CORTE INTERAMERICANA

O juiz da Corte Interamericana de Direitos Humanos Roberto Caldas abordou o entendimento da corte, lembrando que o Brasil é signatário do Pacto de San José e, por isso, tem que acatar as decisões tomadas no órgão. “Além da liberdade de expressão, há o princípio da igualdade. Temos que adequar o Código Penal, ou reinterpreta-lo, para não poder se considerar não iguais cidadãos e servidores”, afirmou. “O Estado está para servir, então seus agentes também.”

Técio Lins e Silva, presidente do Instituto dos Advogados Brasileiros, afirmou que o crime de desacato diz respeito diretamente à advocacia, que sofre com ele, e que a grande maioria dos processos embute um abuso de autoridade. Lins e Silva lembrou que a OAB havia aprovado em seu Estatuto da Advocacia, de 1994, o fim do desacato por parte de advogados, mas que o STF, em uma ADI, retirou o dispositivo. “Já vai tarde o desacato”, afirmou.

Carlos Eduardo Barbosa Paz, defensor público-geral da Federal, narrou ser do cotidiano de advogados e defensores situações que podem levar a desacato e que as posturas oscilantes de tribunais acerca do tema podem levar STF a debate-lo. Também abordou outros tipos penais similares, como a denunciação caluniosa e o desacato militar, em que civis podem responder ao crime na Justiça Militar. “Precisamos entender que a horizontalidade existe sim, por mais que tratemos o Estado com reverência. Como parte de instituições públicas, tem obrigação de atender bem”, disse.

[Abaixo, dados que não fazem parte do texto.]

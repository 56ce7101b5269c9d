//! DANFE template binding.

use super::barcode::barcode_data_uri;
use crate::core::{DanfeError, InvoiceRecord, ProductLine};

/// The DANFE page template, compiled in from its fixed location.
const TEMPLATE: &str = include_str!("../../templates/danfe.html");

const ROW_BEGIN: &str = "<!-- BEGIN products -->";
const ROW_END: &str = "<!-- END products -->";

/// Bind an [`InvoiceRecord`] into the DANFE template.
///
/// Placeholders are `{{field}}`, named after the record fields; the product
/// row fragment between the BEGIN/END markers repeats once per line item.
/// The `{{barcode}}` placeholder binds to the encoded access key (empty
/// string when the key is not 44 digits). Any placeholder left unbound
/// afterwards is a template configuration error, not a per-document one.
pub fn render_html(record: &InvoiceRecord) -> Result<String, DanfeError> {
    let (head, rest) = TEMPLATE
        .split_once(ROW_BEGIN)
        .ok_or_else(|| DanfeError::Template("product row begin marker missing".into()))?;
    let (row, tail) = rest
        .split_once(ROW_END)
        .ok_or_else(|| DanfeError::Template("product row end marker missing".into()))?;

    let barcode = barcode_data_uri(&record.access_key_raw);

    let mut html = String::with_capacity(TEMPLATE.len() + record.products.len() * row.len());
    html.push_str(&bind(head, &record_pairs(record, &barcode)));
    for product in &record.products {
        html.push_str(&bind(row, &product_pairs(product)));
    }
    html.push_str(&bind(tail, &record_pairs(record, &barcode)));

    if let Some(pos) = html.find("{{") {
        let end = html[pos..]
            .find("}}")
            .map(|e| pos + e + 2)
            .unwrap_or(html.len());
        return Err(DanfeError::Template(format!(
            "unbound placeholder {}",
            &html[pos..end]
        )));
    }
    Ok(html)
}

fn record_pairs<'a>(r: &'a InvoiceRecord, barcode: &'a str) -> Vec<(&'static str, &'a str)> {
    vec![
        ("access_key", &r.access_key),
        ("access_key_raw", &r.access_key_raw),
        ("barcode", barcode),
        ("operation_nature", &r.operation_nature),
        ("model", &r.model),
        ("series", &r.series),
        ("number", &r.number),
        ("operation_type", &r.operation_type),
        ("emission_date", &r.emission_date),
        ("exit_date", &r.exit_date),
        ("exit_time", &r.exit_time),
        ("protocol_number", &r.protocol_number),
        ("protocol_timestamp", &r.protocol_timestamp),
        ("issuer_name", &r.issuer_name),
        ("issuer_cnpj", &r.issuer_cnpj),
        ("issuer_ie", &r.issuer_ie),
        ("issuer_ie_st", &r.issuer_ie_st),
        ("issuer_address", &r.issuer_address),
        ("issuer_postal_code", &r.issuer_postal_code),
        ("issuer_phone", &r.issuer_phone),
        ("recipient_name", &r.recipient_name),
        ("recipient_document", &r.recipient_document),
        ("recipient_ie", &r.recipient_ie),
        ("recipient_street", &r.recipient_street),
        ("recipient_district", &r.recipient_district),
        ("recipient_city", &r.recipient_city),
        ("recipient_state", &r.recipient_state),
        ("recipient_postal_code", &r.recipient_postal_code),
        ("recipient_phone", &r.recipient_phone),
        ("icms_base", &r.icms_base),
        ("icms_value", &r.icms_value),
        ("icms_st_base", &r.icms_st_base),
        ("icms_st_value", &r.icms_st_value),
        ("products_total", &r.products_total),
        ("freight_total", &r.freight_total),
        ("insurance_total", &r.insurance_total),
        ("discount_total", &r.discount_total),
        ("ipi_total", &r.ipi_total),
        ("other_total", &r.other_total),
        ("invoice_total", &r.invoice_total),
        ("carrier_name", &r.carrier_name),
        ("carrier_document", &r.carrier_document),
        ("carrier_address", &r.carrier_address),
        ("carrier_city", &r.carrier_city),
        ("carrier_state", &r.carrier_state),
        ("carrier_ie", &r.carrier_ie),
        ("freight_mode", &r.freight_mode),
        ("volume_count", &r.volume_count),
        ("volume_species", &r.volume_species),
        ("gross_weight", &r.gross_weight),
        ("net_weight", &r.net_weight),
        ("additional_info", &r.additional_info),
    ]
}

fn product_pairs(p: &ProductLine) -> Vec<(&'static str, &str)> {
    vec![
        ("code", &p.code),
        ("description", &p.description),
        ("ncm", &p.ncm),
        ("cst", &p.cst),
        ("cfop", &p.cfop),
        ("unit", &p.unit),
        ("quantity", &p.quantity),
        ("unit_value", &p.unit_value),
        ("total_value", &p.total_value),
        ("icms_base", &p.icms_base),
        ("icms_value", &p.icms_value),
        ("icms_rate", &p.icms_rate),
        ("ipi_value", &p.ipi_value),
        ("ipi_rate", &p.ipi_rate),
    ]
}

fn bind(fragment: &str, pairs: &[(&'static str, &str)]) -> String {
    let mut out = fragment.to_string();
    for (name, value) in pairs {
        let needle = format!("{{{{{name}}}}}");
        if out.contains(&needle) {
            out = out.replace(&needle, &escape_html(value));
        }
    }
    out
}

fn escape_html(value: &str) -> String {
    let mut out = String::with_capacity(value.len());
    for c in value.chars() {
        match c {
            '&' => out.push_str("&amp;"),
            '<' => out.push_str("&lt;"),
            '>' => out.push_str("&gt;"),
            '"' => out.push_str("&quot;"),
            // braces in field text must not look like placeholders
            '{' => out.push_str("&#123;"),
            '}' => out.push_str("&#125;"),
            _ => out.push(c),
        }
    }
    out
}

Por fim, o presidente da Comissão Nacional de Direitos Humanos da OAB, Everaldo Patriota, analisou as discussões desenvolvidas na audiência pública, afirmando que terão grande impacto civilizatório nas relações sociais brasileiras. Ao dizer que o desacato é cotidiano na profissão de advogado, “o que dizer de milhões de cidadãos excluídos, pretos e pobres, que lutam pela afirmação de seus direitos?”, questionou. “Queremos um avanço civilizatório, uma cidadania plena. É em nome da dignidade que a OAB faz esforço de hoje em nome de toda a sociedade brasileira. Não podemos continuar sendo sociedade castas. Utopia civilizatória é a razão de existência de todos os cidadãos”, finalizou.